* [Directions]:
Write out, word for word, every line from the one containing "Arc::new(AppState::new(config.clone(), storage, local));" through the final line of the records.

* [Supplied records]:
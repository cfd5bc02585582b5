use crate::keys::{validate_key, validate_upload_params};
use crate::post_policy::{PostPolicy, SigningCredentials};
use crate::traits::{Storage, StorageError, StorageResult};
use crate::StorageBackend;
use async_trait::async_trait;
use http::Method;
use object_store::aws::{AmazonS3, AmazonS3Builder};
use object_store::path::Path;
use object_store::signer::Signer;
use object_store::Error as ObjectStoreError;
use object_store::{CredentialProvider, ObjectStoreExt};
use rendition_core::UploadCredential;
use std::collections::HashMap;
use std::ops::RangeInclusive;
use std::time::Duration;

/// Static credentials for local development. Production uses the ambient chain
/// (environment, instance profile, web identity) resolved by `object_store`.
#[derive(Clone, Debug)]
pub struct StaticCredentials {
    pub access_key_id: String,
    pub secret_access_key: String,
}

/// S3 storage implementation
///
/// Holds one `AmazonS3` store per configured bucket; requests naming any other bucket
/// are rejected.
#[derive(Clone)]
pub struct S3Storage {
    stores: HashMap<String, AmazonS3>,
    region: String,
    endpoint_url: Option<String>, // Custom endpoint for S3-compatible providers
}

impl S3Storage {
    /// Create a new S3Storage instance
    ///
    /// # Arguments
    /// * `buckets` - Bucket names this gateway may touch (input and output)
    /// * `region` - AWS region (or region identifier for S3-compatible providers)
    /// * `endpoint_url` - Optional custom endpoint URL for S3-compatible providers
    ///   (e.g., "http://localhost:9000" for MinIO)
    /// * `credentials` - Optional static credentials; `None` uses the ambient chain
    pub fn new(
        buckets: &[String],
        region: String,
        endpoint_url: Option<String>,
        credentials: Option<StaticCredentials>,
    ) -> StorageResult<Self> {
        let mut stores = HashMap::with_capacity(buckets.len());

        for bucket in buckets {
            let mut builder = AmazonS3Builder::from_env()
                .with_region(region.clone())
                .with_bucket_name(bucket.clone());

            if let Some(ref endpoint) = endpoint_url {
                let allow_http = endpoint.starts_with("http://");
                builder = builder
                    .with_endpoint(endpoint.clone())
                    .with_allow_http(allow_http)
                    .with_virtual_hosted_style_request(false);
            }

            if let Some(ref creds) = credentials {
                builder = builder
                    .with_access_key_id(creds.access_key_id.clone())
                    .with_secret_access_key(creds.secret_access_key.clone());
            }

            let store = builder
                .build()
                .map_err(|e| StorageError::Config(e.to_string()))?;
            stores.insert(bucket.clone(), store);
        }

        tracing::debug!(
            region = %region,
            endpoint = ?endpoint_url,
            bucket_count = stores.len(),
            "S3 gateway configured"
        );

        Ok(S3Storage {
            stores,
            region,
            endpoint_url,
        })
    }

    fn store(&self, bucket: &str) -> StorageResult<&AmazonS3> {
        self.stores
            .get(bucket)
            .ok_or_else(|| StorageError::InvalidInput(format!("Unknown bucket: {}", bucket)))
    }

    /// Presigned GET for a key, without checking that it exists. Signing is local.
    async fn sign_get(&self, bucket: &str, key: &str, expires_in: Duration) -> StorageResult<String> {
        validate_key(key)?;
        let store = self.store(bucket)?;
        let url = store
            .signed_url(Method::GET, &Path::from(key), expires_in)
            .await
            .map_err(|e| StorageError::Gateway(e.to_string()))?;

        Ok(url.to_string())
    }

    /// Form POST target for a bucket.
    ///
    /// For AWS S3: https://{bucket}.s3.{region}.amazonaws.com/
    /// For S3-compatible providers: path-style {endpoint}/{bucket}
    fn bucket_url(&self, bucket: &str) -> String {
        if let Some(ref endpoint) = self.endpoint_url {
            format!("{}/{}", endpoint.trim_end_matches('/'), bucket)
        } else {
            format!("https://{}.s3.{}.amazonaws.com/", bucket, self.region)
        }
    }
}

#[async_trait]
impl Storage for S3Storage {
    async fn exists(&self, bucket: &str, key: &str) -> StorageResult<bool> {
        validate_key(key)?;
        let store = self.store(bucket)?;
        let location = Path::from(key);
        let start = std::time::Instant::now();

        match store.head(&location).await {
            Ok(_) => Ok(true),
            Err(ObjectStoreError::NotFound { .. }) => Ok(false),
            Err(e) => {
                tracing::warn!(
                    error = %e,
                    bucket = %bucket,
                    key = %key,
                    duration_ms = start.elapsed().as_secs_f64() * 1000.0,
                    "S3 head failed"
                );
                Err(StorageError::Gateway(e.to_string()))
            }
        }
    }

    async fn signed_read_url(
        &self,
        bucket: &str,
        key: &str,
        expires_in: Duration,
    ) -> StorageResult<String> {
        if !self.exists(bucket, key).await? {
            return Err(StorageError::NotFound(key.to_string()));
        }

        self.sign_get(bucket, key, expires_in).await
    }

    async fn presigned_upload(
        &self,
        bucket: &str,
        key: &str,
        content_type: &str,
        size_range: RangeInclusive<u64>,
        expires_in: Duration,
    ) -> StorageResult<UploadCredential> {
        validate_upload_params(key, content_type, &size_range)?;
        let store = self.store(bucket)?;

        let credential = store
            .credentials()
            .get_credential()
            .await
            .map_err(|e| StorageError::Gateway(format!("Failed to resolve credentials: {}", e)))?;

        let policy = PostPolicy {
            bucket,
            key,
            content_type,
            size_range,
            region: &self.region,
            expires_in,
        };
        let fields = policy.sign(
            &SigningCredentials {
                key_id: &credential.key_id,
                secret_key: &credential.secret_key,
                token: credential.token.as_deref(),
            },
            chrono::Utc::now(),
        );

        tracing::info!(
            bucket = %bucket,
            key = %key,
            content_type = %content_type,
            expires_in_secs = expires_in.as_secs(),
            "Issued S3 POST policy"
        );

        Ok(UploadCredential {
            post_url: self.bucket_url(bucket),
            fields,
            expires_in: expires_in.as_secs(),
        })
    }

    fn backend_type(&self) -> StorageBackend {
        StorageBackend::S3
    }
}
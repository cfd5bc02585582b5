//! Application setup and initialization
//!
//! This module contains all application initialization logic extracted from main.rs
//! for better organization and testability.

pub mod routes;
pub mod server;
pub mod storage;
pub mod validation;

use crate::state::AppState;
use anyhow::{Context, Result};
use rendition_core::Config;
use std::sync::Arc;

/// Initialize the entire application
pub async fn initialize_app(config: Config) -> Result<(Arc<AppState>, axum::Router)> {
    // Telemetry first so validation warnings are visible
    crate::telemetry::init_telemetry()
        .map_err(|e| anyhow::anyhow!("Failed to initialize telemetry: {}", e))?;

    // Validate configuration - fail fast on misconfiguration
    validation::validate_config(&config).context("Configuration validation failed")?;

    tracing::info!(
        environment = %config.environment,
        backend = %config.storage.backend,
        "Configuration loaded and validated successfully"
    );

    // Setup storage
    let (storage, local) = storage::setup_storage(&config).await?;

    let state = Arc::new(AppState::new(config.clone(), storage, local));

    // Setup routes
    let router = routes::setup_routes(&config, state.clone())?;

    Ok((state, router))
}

* [Result of the exercise]:
    let state = Arc::new(AppState::new(config.clone(), storage, local));

    // Setup routes
    let router = routes::setup_routes(&config, state.clone())?;

    Ok((state, router))
}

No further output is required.